Task brief
Look through the lines below for the word "DiffRun", and copy every line that has it.
::: The input
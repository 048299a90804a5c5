use sumlens_diff::{diff_runs, DiffRun};
use sumlens_protocol::SummaryCodeMapping;
use sumlens_resolve::{resolve_phrase_regions, resolve_regions, OverlapPolicy, Region};

use crate::palette::color_for;
use crate::token::{
    CodeToken, Highlight, HighlightMode, OverlayToken, SpanHighlighter, TextFragment,
};

/// Compose the summary overlay: diff coloring layered under mapping
/// highlights.
///
/// Regions come from the strict resolver: in this view each char belongs to
/// at most one mapping. `active` selects which mapping renders at full
/// intensity; everything else fades (or hides, under
/// [`HighlightMode::Spotlight`]). Concatenating the returned tokens' text
/// always reproduces `new` exactly, whatever `active` is.
#[must_use]
pub fn render_overlay(
    old: &str,
    new: &str,
    mappings: &[SummaryCodeMapping],
    active: Option<usize>,
    mode: HighlightMode,
) -> Vec<OverlayToken> {
    let runs = diff_runs(old, new);
    let regions = resolve_phrase_regions(new, mappings, OverlapPolicy::Strict);
    let chars: Vec<char> = new.chars().collect();

    let mut tokens: Vec<OverlayToken> = Vec::new();
    let mut pos = 0usize;

    for region in &regions {
        if pos < region.start {
            tokens.extend(
                fragments_between(&chars, &runs, pos, region.start)
                    .into_iter()
                    .map(OverlayToken::Plain),
            );
        }

        let highlight = highlight_for(region.mapping_index, active, mode);
        tokens.push(OverlayToken::Mapped {
            mapping_index: region.mapping_index,
            highlight,
            color: color_for(region.mapping_index),
            fragments: fragments_between(&chars, &runs, region.start, region.end),
        });
        pos = region.end;
    }

    if pos < chars.len() {
        tokens.extend(
            fragments_between(&chars, &runs, pos, chars.len())
                .into_iter()
                .map(OverlayToken::Plain),
        );
    }

    tokens
}

/// Code-only overlay: mapping highlights over one code version, no diff
/// layer. Each span's text is handed independently to the tokenize/colorize
/// collaborator; pass [`crate::PlainSpans`] to keep the raw text.
#[must_use]
pub fn render_code(
    code: &str,
    mappings: &[SummaryCodeMapping],
    active: Option<usize>,
    mode: HighlightMode,
    highlighter: &dyn SpanHighlighter,
) -> Vec<CodeToken> {
    let regions = resolve_regions(code, mappings, OverlapPolicy::Strict);
    let chars: Vec<char> = code.chars().collect();

    let mut tokens: Vec<CodeToken> = Vec::new();
    let mut pos = 0usize;

    for region in &regions {
        if pos < region.start {
            tokens.push(CodeToken {
                text: highlighter.highlight_span(&slice(&chars, pos, region.start)),
                mapping: None,
            });
        }
        let highlight = highlight_for(region.mapping_index, active, mode);
        tokens.push(CodeToken {
            text: highlighter.highlight_span(&slice(&chars, region.start, region.end)),
            mapping: Some((region.mapping_index, highlight, color_for(region.mapping_index))),
        });
        pos = region.end;
    }

    if pos < chars.len() {
        tokens.push(CodeToken {
            text: highlighter.highlight_span(&slice(&chars, pos, chars.len())),
            mapping: None,
        });
    }

    tokens
}

fn highlight_for(mapping_index: usize, active: Option<usize>, mode: HighlightMode) -> Highlight {
    if active == Some(mapping_index) {
        Highlight::Full
    } else {
        match mode {
            HighlightMode::ShowAll => Highlight::Faded,
            HighlightMode::Spotlight => Highlight::Hidden,
        }
    }
}

/// Diff-colored fragments covering `[start, end)`, clipped from the runs.
fn fragments_between(
    chars: &[char],
    runs: &[DiffRun],
    start: usize,
    end: usize,
) -> Vec<TextFragment> {
    let mut fragments = Vec::new();
    for run in runs {
        if run.end <= start {
            continue;
        }
        if run.start >= end {
            break;
        }
        let clip_start = run.start.max(start);
        let clip_end = run.end.min(end);
        if clip_start >= clip_end {
            continue;
        }
        fragments.push(TextFragment {
            text: slice(chars, clip_start, clip_end),
            kind: run.kind,
        });
    }
    fragments
}

fn slice(chars: &[char], start: usize, end: usize) -> String {
    chars[start..end].iter().collect()
}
::::::
Task response
use sumlens_diff::{diff_runs, DiffRun};
    runs: &[DiffRun],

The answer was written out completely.